START ENTRIES SUPPLIED

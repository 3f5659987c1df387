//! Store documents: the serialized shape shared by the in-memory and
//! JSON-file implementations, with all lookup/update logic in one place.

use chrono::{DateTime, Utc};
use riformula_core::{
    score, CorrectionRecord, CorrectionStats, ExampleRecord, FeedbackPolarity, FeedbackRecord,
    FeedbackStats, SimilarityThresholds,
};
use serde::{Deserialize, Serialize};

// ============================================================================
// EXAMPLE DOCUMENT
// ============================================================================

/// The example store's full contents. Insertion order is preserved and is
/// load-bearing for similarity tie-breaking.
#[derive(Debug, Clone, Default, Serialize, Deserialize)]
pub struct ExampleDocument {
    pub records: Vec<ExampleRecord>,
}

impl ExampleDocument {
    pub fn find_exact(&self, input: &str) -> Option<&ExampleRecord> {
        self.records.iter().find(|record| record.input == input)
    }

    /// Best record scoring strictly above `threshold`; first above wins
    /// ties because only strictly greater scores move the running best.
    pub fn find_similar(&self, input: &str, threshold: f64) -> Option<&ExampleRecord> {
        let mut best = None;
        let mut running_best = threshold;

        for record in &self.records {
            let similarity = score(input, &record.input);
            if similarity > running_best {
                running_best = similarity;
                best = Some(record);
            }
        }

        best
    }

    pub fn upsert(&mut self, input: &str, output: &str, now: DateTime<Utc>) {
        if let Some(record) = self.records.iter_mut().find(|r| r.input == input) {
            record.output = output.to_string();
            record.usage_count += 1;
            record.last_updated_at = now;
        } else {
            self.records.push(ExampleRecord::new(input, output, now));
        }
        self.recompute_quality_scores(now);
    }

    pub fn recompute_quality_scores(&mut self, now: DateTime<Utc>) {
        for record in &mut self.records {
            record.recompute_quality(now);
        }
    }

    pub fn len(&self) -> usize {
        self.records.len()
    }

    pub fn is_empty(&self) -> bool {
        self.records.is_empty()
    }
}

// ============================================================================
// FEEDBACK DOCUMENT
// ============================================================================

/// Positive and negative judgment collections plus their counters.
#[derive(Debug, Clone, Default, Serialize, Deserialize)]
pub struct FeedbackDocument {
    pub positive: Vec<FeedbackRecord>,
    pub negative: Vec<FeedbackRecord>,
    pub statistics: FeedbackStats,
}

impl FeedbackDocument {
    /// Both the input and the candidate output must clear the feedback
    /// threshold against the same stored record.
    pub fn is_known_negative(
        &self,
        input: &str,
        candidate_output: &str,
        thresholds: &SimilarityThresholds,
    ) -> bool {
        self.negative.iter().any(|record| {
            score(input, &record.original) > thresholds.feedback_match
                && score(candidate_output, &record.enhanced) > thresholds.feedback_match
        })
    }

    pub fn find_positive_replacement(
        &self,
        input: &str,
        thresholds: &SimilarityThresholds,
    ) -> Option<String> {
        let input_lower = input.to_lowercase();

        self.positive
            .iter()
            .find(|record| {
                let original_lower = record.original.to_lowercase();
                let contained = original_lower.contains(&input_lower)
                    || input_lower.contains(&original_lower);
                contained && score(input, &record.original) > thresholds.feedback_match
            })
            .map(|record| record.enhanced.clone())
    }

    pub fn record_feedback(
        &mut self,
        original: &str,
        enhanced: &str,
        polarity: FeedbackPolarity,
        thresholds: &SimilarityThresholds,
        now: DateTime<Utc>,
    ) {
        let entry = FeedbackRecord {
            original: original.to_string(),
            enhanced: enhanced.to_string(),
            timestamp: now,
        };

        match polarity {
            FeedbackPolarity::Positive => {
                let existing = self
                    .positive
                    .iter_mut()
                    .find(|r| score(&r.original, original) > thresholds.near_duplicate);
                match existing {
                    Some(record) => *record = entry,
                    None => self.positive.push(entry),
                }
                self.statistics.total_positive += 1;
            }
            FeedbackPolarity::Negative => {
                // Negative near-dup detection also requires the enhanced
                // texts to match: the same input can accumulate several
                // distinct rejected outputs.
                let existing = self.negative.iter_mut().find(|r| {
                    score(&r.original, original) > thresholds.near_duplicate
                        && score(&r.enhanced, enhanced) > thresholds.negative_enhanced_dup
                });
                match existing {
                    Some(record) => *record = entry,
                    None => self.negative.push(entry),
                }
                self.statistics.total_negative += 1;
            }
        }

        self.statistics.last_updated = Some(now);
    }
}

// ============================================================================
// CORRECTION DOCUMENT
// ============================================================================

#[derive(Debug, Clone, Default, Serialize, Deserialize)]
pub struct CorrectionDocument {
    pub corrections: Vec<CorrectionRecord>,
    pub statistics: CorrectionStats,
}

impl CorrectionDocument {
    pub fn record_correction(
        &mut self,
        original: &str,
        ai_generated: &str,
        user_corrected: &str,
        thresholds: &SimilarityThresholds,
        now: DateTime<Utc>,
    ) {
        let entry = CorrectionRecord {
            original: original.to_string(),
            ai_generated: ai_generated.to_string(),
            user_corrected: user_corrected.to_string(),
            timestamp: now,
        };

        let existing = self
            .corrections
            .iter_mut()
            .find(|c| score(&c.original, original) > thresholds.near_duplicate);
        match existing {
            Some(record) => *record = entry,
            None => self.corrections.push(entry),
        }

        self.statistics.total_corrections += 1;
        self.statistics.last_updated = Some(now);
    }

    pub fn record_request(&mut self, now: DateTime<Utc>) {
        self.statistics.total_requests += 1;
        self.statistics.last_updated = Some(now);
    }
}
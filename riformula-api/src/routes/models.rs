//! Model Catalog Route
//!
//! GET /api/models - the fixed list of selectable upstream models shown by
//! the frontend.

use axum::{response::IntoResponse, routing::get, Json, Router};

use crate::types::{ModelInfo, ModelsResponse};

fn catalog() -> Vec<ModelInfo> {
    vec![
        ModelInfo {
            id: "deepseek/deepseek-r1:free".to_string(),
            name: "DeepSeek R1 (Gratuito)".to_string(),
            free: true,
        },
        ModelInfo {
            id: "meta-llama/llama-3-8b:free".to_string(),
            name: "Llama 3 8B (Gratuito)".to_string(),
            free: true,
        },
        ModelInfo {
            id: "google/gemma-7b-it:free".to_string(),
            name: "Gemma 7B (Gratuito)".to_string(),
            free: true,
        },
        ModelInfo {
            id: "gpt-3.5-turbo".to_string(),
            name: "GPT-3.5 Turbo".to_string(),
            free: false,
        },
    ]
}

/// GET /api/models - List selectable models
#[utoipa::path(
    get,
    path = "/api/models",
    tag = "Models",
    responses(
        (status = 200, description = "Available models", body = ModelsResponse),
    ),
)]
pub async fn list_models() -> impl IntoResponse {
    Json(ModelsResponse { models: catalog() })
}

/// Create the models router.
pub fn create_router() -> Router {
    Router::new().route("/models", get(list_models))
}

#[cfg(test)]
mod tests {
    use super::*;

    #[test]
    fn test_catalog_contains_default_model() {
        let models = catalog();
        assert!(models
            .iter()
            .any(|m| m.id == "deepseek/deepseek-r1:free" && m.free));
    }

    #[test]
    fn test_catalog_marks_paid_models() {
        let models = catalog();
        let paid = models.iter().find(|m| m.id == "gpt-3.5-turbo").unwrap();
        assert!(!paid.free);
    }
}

END ENTRIES SUPPLIED

* _ACTIVITY_:
The answer is the lines above between the line holding "self.records.iter().find(|record| record.input == input)" and the line holding "running_best = similarity;", inclusive, each written out exactly, and no others.

* _WRITTEN SOLUTION_:
        self.records.iter().find(|record| record.input == input)
    }

    /// Best record scoring strictly above `threshold`; first above wins
    /// ties because only strictly greater scores move the running best.
    pub fn find_similar(&self, input: &str, threshold: f64) -> Option<&ExampleRecord> {
        let mut best = None;
        let mut running_best = threshold;

        for record in &self.records {
            let similarity = score(input, &record.input);
            if similarity > running_best {
                running_best = similarity;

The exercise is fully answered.